Date: Jan 22 2024
Slides: https://15721.courses.cs.cmu.edu/spring2024/slides/01-modernolap.pdf
Reading
- ‣ (M. Armbrust, et al., CIDR 2021)
- ‣ (P. Pedreira, et al., VLDB 2023)
Raw Lecture Notes
- Data Cubes
- managed by a DBA typically refreshed manually with cronjobs
- sort of like materialized views from the old days, but materialized views should auto update
- Lakehouses
- interesting tidbit: “most data in the world is unstructured or semi-structured”
- OLAP Systems can somewhat be broken up as per the paper “The composable data management system manifesto”, but it’s really hard to do that well.
- e.g., what if one part of the system is using a different type of integers than another?
- This slide is a really good description of any OLAP system
- Fun fact: Snowflake’s catalog is built with foundationDB.
- Query Plans can either be DAGs or trees
- most commonly a tree
- but for complex queries, DAG might make more sense
- A DAG structure is used when the query optimizer recognizes that certain sub-operations or intermediate results can be reused in multiple parts of the query.
- for singlestore, because of CTEs, it already is a DAG
- Push Query to Data vs Push Data to Query
- This section was a bit confusing to me.

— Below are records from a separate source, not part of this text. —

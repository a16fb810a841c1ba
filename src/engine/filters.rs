//! Filter application over decoded documents

use std::collections::HashMap;

use crate::codec::{Document, Record};
use crate::predicate::Condition;

/// One filter request: column name to condition text, AND semantics
pub type FilterMap = HashMap<String, String>;

/// Apply a filter map to a document, yielding the order-preserving
/// subsequence of records matching every applicable condition.
///
/// Filters on columns the document does not have at all are inert. A record
/// missing an applicable filter's column is excluded, as is a record whose
/// evaluation hits a malformed condition; `apply` itself never fails.
pub fn apply(document: &Document, filters: &FilterMap) -> Document {
    let plan = compile_plan(document, filters);
    document
        .records()
        .iter()
        .filter(|record| matches_all(record, &plan))
        .cloned()
        .collect()
}

/// Compile each applicable condition once for this call. The plan is
/// call-local: conditions are arbitrary user-supplied text and must not
/// leak across unrelated requests.
fn compile_plan<'a>(document: &Document, filters: &'a FilterMap) -> Vec<(&'a str, Condition)> {
    let schema = document.columns();
    filters
        .iter()
        .filter(|(column, _)| schema.iter().any(|known| known == *column))
        .map(|(column, text)| (column.as_str(), Condition::compile(text)))
        .collect()
}

fn matches_all(record: &Record, plan: &[(&str, Condition)]) -> bool {
    plan.iter().all(|(column, condition)| {
        match record.get(column) {
            // A record without the filtered column is excluded outright.
            // Stricter than the interpreter's permissive non-numeric
            // fallback, and preserved exactly for compatibility.
            None => false,
            // A syntax error means this record fails this filter.
            Some(value) => condition.matches(value).unwrap_or(false),
        }
    })
}
//! # Query Facade Errors

use thiserror::Error;

use crate::codec::DecodeError;

/// Result type for facade operations
pub type QueryResult<T> = Result<T, QueryError>;

/// Query facade errors.
///
/// Unlike the engine, which degrades malformed textual conditions per
/// record, the facade validates its structured operand shapes eagerly and
/// rejects the whole request.
#[derive(Debug, Error)]
pub enum QueryError {
    /// Source text exceeds the request's size guard
    #[error("source is {actual} bytes, exceeding the {limit}-byte limit")]
    SourceTooLarge { actual: usize, limit: usize },

    /// Source text failed to decode
    #[error(transparent)]
    Decode(#[from] DecodeError),

    /// A structured filter's operand has the wrong shape for its operator
    #[error("filter on column {column:?}: {reason}")]
    InvalidOperand { column: String, reason: String },

    /// A regex filter's pattern failed to compile
    #[error("filter on column {column:?}: invalid pattern: {source}")]
    InvalidPattern {
        column: String,
        #[source]
        source: regex::Error,
    },
}

impl QueryError {
    /// Invalid-operand constructor used throughout filter compilation
    pub fn invalid_operand(column: &str, reason: impl Into<String>) -> Self {
        Self::InvalidOperand {
            column: column.to_string(),
            reason: reason.into(),
        }
    }
}

#[cfg(test)]
mod tests {
    use super::*;

    #[test]
    fn test_decode_error_propagates_unmodified() {
        let decode_err = DecodeError::UnterminatedQuote { line: 4 };
        let err = QueryError::from(decode_err.clone());
        assert_eq!(err.to_string(), decode_err.to_string());
    }

    #[test]
    fn test_invalid_operand_names_column() {
        let err = QueryError::invalid_operand("age", "expected a number");
        assert!(err.to_string().contains("age"));
        assert!(err.to_string().contains("expected a number"));
    }
}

- SingleStore is hybrid in this regard. But it tries to mostly push query to data.
- Shared Nothing vs Shared Disk
- This section was super interesting. There’s pros/cons to both architectures. SingleStore is hybrid in this regard, but it definitely suffers from the cons of shared-nothing systems mentioned by Andy (harder to add/remove nodes quickly).